DS: His mother contacted me and I heard the anguish in her voice. I thought of all the mothers who had watched their children go to war. I thought of all the mothers who just want what is best for their children. And I thought of my father who was a soldier in WWII. I thought of his two good high school friends who were killed on the beaches of Normandy. I thought how I had been spared from going to Vietnam because I won a football scholarship to go to college. All of that was swirling in my mind when the soldier's mother called me.
JB: Why did she contact you, Don, and how did she get to you?
DS: It's a long story, I'm afraid. It began on a cold, winter day in Bar Harbor, Maine, in January of 1978 in the middle of a blizzard when I met another soldier.
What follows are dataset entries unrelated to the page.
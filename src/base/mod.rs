//! Base types and error handling.
//!
//! - [`NetError`](neterror::NetError): error kinds with Chromium-style numeric codes
//! - [`LoadState`](loadstate::LoadState): request engine states

pub mod context;
pub mod loadstate;
pub mod neterror;

#[cfg(test)]
mod tests;
//! Request body for POST/PUT operations.

use crate::http::parameters::Parameters;
use bytes::Bytes;

/// Bytes written after the request header block.
#[derive(Debug, Clone, Default, PartialEq, Eq)]
pub enum RequestBody {
    /// No body (GET, HEAD, DELETE).
    #[default]
    Empty,
    /// Body with raw bytes.
    Bytes(Bytes),
}

impl From<String> for RequestBody {
    fn from(s: String) -> Self {
        RequestBody::from(Bytes::from(s))
    }
}

impl From<Vec<u8>> for RequestBody {
    fn from(v: Vec<u8>) -> Self {
        RequestBody::from(Bytes::from(v))
    }
}

impl From<&str> for RequestBody {
    fn from(s: &str) -> Self {
        RequestBody::from(Bytes::copy_from_slice(s.as_bytes()))
    }
}

impl From<Bytes> for RequestBody {
    fn from(b: Bytes) -> Self {
        if b.is_empty() {
            RequestBody::Empty
        } else {
            RequestBody::Bytes(b)
        }
    }
}

/// Form-encoded parameters, as sent in a POST body.
impl From<&Parameters> for RequestBody {
    fn from(params: &Parameters) -> Self {
        RequestBody::from(params.post())
    }
}

impl RequestBody {
    /// Check if the body is empty.
    pub fn is_empty(&self) -> bool {
        matches!(self, RequestBody::Empty)
    }

    /// Get the length of the body in bytes.
    pub fn len(&self) -> usize {
        self.as_bytes().len()
    }

    pub fn as_bytes(&self) -> &[u8] {
        match self {
            RequestBody::Empty => &[],
            RequestBody::Bytes(b) => b,
        }
    }
}
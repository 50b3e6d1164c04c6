//! String-backed request URL.
//!
//! [`Url`] keeps the URL as a single string and derives its components on
//! demand. Setters rewrite the string in place and leave every other
//! component untouched, which is what redirect handling needs: a relative
//! `Location` swaps the path and nothing else.
//!
//! A URL is *relative* when it is empty or starts with `/`. Anything else is
//! absolute; an absolute URL without `scheme://` is treated as `http`.

use std::fmt;

const SCHEME_SEPARATOR: &str = "://";

/// A request target such as `https://example.com:8443/dir/file?x=1`.
#[derive(Debug, Clone, Default, PartialEq, Eq, Hash)]
pub struct Url {
    raw: String,
}

impl Url {
    /// Wraps `raw`, converting a non-ASCII host to its punycode form.
    pub fn new(raw: impl Into<String>) -> Self {
        let mut url = Self { raw: raw.into() };
        url.normalize();
        url
    }

    pub fn as_str(&self) -> &str {
        &self.raw
    }

    pub fn is_empty(&self) -> bool {
        self.raw.is_empty()
    }

    /// Empty or starting with `/`.
    pub fn is_relative(&self) -> bool {
        self.raw.is_empty() || self.raw.starts_with('/')
    }

    /// The scheme, `http` when none is written. Empty for relative URLs.
    pub fn service(&self) -> &str {
        if self.is_relative() {
            return "";
        }
        match self.raw.find(SCHEME_SEPARATOR) {
            Some(idx) => &self.raw[..idx],
            None => "http",
        }
    }

    /// Alias of [`service`](Self::service).
    pub fn scheme(&self) -> &str {
        self.service()
    }

    /// The authority, including an explicit port (`example.com:8080`).
    pub fn host(&self) -> &str {
        match self.authority_range() {
            Some((start, end)) => &self.raw[start..end],
            None => "",
        }
    }

    /// The host name alone, without port or IPv6 brackets.
    pub fn hostname(&self) -> &str {
        split_authority(self.host()).0
    }

    /// The explicit port, if one is written.
    pub fn explicit_port(&self) -> Option<u16> {
        split_authority(self.host())
            .1
            .and_then(|port| port.parse().ok())
    }

    /// The explicit port, else the scheme default (443 for https, 80 otherwise).
    pub fn port(&self) -> u16 {
        self.explicit_port().unwrap_or_else(|| default_port(self.service()))
    }

    /// The path including any query, `/` when absent.
    pub fn path(&self) -> &str {
        if self.is_relative() {
            return &self.raw;
        }
        match self.authority_range() {
            Some((_, end)) if end < self.raw.len() => &self.raw[end..],
            _ => "/",
        }
    }

    /// The path and query as sent on the request line. A `#fragment` never
    /// leaves the client.
    pub fn request_target(&self) -> &str {
        let path = self.path();
        let target = path.find('#').map_or(path, |idx| &path[..idx]);
        if target.is_empty() {
            "/"
        } else {
            target
        }
    }

    /// The path up to and including its last `/`.
    pub fn directory(&self) -> &str {
        let path = strip_query(self.path());
        match path.rfind('/') {
            Some(idx) => &path[..=idx],
            None => "/",
        }
    }

    /// The last path segment, without the query.
    pub fn file(&self) -> &str {
        let path = strip_query(self.path());
        match path.rfind('/') {
            Some(idx) => &path[idx + 1..],
            None => path,
        }
    }

    /// The query string without its leading `?`.
    pub fn query(&self) -> Option<&str> {
        let path = self.path();
        path.find('?').map(|idx| &path[idx + 1..])
    }

    pub fn set_service(&mut self, service: &str) {
        if self.is_relative() {
            return;
        }
        match self.raw.find(SCHEME_SEPARATOR) {
            Some(idx) => self.raw.replace_range(..idx, service),
            None => self.raw.insert_str(0, &format!("{service}{SCHEME_SEPARATOR}")),
        }
    }

    /// Replaces the authority. A relative URL becomes absolute under `host`.
    pub fn set_host(&mut self, host: &str) {
        match self.authority_range() {
            Some((start, end)) => self.raw.replace_range(start..end, host),
            None => self.raw.insert_str(0, host),
        }
        self.normalize();
    }

    /// Replaces path and query. A missing leading `/` is added.
    pub fn set_path(&mut self, path: &str) {
        let path = if path.starts_with('/') {
            path.to_string()
        } else {
            format!("/{path}")
        };
        match self.authority_range() {
            Some((_, end)) => self.raw.replace_range(end.., &path),
            None => self.raw = path,
        }
    }

    /// Replaces the directory, keeping the file name and query.
    pub fn set_directory(&mut self, directory: &str) {
        let rest = &self.path()[self.directory().len()..];
        let mut path = String::with_capacity(directory.len() + rest.len() + 2);
        if !directory.starts_with('/') {
            path.push('/');
        }
        path.push_str(directory);
        if !path.ends_with('/') {
            path.push('/');
        }
        path.push_str(rest);
        self.set_path(&path);
    }

    /// Replaces the file name and query, keeping the directory.
    pub fn set_file(&mut self, file: &str) {
        let path = format!("{}{}", self.directory(), file);
        self.set_path(&path);
    }

    /// Byte range of the authority within the backing string.
    fn authority_range(&self) -> Option<(usize, usize)> {
        if self.is_relative() {
            return None;
        }
        let start = self
            .raw
            .find(SCHEME_SEPARATOR)
            .map_or(0, |idx| idx + SCHEME_SEPARATOR.len());
        let end = self.raw[start..]
            .find(['/', '?', '#'])
            .map_or(self.raw.len(), |idx| start + idx);
        Some((start, end))
    }

    fn normalize(&mut self) {
        let Some((start, end)) = self.authority_range() else {
            return;
        };
        // `http://host?x=1` carries an implicit root path
        if self.raw[end..].starts_with(['?', '#']) {
            self.raw.insert(end, '/');
        }
        let hostname = split_authority(&self.raw[start..end]).0;
        if hostname.is_ascii() {
            return;
        }
        if let Ok(url::Host::Domain(ascii)) = url::Host::parse(hostname) {
            let offset = self.raw[start..end].find(hostname).unwrap_or(0);
            let range = start + offset..start + offset + hostname.len();
            self.raw.replace_range(range, &ascii);
        }
    }
}

/// Splits `host[:port]` and `[v6]:port` authorities.
fn split_authority(authority: &str) -> (&str, Option<&str>) {
    if let Some(rest) = authority.strip_prefix('[') {
        return match rest.find(']') {
            Some(idx) => (&rest[..idx], rest[idx + 1..].strip_prefix(':')),
            None => (authority, None),
        };
    }
    match authority.rfind(':') {
        Some(idx) => (&authority[..idx], Some(&authority[idx + 1..])),
        None => (authority, None),
    }
}

fn strip_query(path: &str) -> &str {
    path.find(['?', '#']).map_or(path, |idx| &path[..idx])
}

pub(crate) fn default_port(service: &str) -> u16 {
    if service.eq_ignore_ascii_case("https") {
        443
    } else {
        80
    }
}

impl fmt::Display for Url {
    fn fmt(&self, f: &mut fmt::Formatter<'_>) -> fmt::Result {
        f.write_str(&self.raw)
    }
}

impl From<&str> for Url {
    fn from(value: &str) -> Self {
        Url::new(value)
    }
}

impl From<String> for Url {
    fn from(value: String) -> Self {
        Url::new(value)
    }
}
I was the newly hired editor of the weekly newspaper in Bar Harbor, The Bar Harbor Times. On that January morning all the summer tourists had long since dispersed and the storefronts were boarded up against the brutal North Atlantic weather. A canvas executioner's hood was hung over the face of the big bronze clock in the park. It was early morning and the only light on the main street was the lamp on my desk, beside my black Royal typewriter in the front window of the newspaper office. I was sitting there with a cup of coffee when I looked up and saw someone walking through the blowing snow to my door. He introduced himself as "Major Alley" and he said he had a story he wanted to tell me. "You're always looking for stories, right?" he said. I told him I was and asked him to sit down. He was wearing khaki trousers and a matching shirt, a uniform of sorts, I remember thinking. He had barely begun talking when I was called away to take a photograph of one of the summer restaurants that the storm tide had torn off its underpinnings and was carrying out to sea. I asked him to come back the next morning.
On his way to see me he dropped dead in the snow from a heart attack. Instead of writing his story I wrote his obituary.
I learned his story from his widow who had fought beside him for twenty five years to try to restore his honor.